EconStor Open Access Articles and Book Chapters, 2017, vol. 32, issue 3, 247-267

Abstract: In light of debates about advanced manufacturing and concepts like Industrie 4.0, this article compares labour‐use strategies in highly automated automotive supplier plants in a high‐wage country (Germany) and a low‐wage region (Central Eastern Europe). It shows considerable differences regarding skill requirements on the shop floor and the use of precarious employment contracts and examines three potential factors that explain them: national institutional frameworks, the power of employee representatives and the role of the plant within the companies and value chains. The analysis shows that the labour‐use strategies depend less on process technologies per se, but rather on the institutional framework and the role of the factory in the rollout and ramp‐up of new products and new process technologies.
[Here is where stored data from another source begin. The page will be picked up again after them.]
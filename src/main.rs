use std::sync::Arc;

use dotenv::dotenv;
use utoipa::OpenApi;
use utoipa_swagger_ui::SwaggerUi;

use review_sentiment_api::api::{self, AppState};
use review_sentiment_api::config::Config;
use review_sentiment_api::corpus::SampleCorpus;
use review_sentiment_api::sheets::GoogleSheetsSink;

#[tokio::main]
async fn main() -> anyhow::Result<()> {
    dotenv().ok();
    tracing_subscriber::fmt::init();

    let config = Config::from_env();
    let sink = GoogleSheetsSink::from_config(&config);

    let state = Arc::new(AppState {
        source: Arc::new(SampleCorpus),
        sink: Arc::new(sink),
    });

    let app = api::router(state)
        .merge(SwaggerUi::new("/docs").url("/api-docs/openapi.json", api::ApiDoc::openapi()));

    let listener = tokio::net::TcpListener::bind(("0.0.0.0", config.port)).await?;
    tracing::info!("Listening on {}", listener.local_addr()?);
    axum::serve(listener, app).await?;

    Ok(())
}
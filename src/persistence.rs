//! Snapshot persistence
//!
//! One JSON blob in a fixed slot, holding only `recipes` and
//! `recipeDetails`. Loaded once when a store is constructed and rewritten
//! whole on every state transition; the transient fields (loading flag,
//! favorites filter, current page) are never part of it.

use std::fs;
use std::path::{Path, PathBuf};

use serde::{Deserialize, Serialize};

use crate::error::StoreError;
use crate::models::Recipe;

/// The persisted subset of store state.
#[derive(Debug, Clone, Default, PartialEq, Serialize, Deserialize)]
#[serde(rename_all = "camelCase")]
pub struct Snapshot {
    pub recipes: Vec<Recipe>,
    pub recipe_details: Option<Recipe>,
}

/// A file-backed snapshot slot.
pub struct SnapshotFile {
    path: PathBuf,
}

impl SnapshotFile {
    pub fn new(path: impl Into<PathBuf>) -> Self {
        Self { path: path.into() }
    }

    pub fn path(&self) -> &Path {
        &self.path
    }

    /// Read the snapshot; `Ok(None)` when the slot was never written.
    pub fn load(&self) -> Result<Option<Snapshot>, StoreError> {
        if !self.path.exists() {
            return Ok(None);
        }
        let raw = fs::read_to_string(&self.path)?;
        Ok(Some(serde_json::from_str(&raw)?))
    }

    /// Replace the slot's contents, creating the parent directory on demand.
    pub fn save(&self, snapshot: &Snapshot) -> Result<(), StoreError> {
        if let Some(parent) = self.path.parent() {
            if !parent.exists() {
                fs::create_dir_all(parent)?;
            }
        }
        let raw = serde_json::to_string(snapshot)?;
        fs::write(&self.path, raw)?;
        Ok(())
    }
}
Such a role requires close cooperation between employees in the manufacturing areas and in product development, which in turn requires particularly high skills. The role of employee representatives in influencing labour‐use strategies proves less important. The article uses quantitative data from a survey of employee representatives, as well as qualitative data from in‐depth company case studies.

Keywords: automation; skills; automotive industry; trade union; Industrie 4.0; temporary employment; technology; international division of labour (search for similar items in EconPapers)
Date: 2017
References: View references in EconPapers View complete reference list from CitEc
Citations: View citations in EconPapers (30)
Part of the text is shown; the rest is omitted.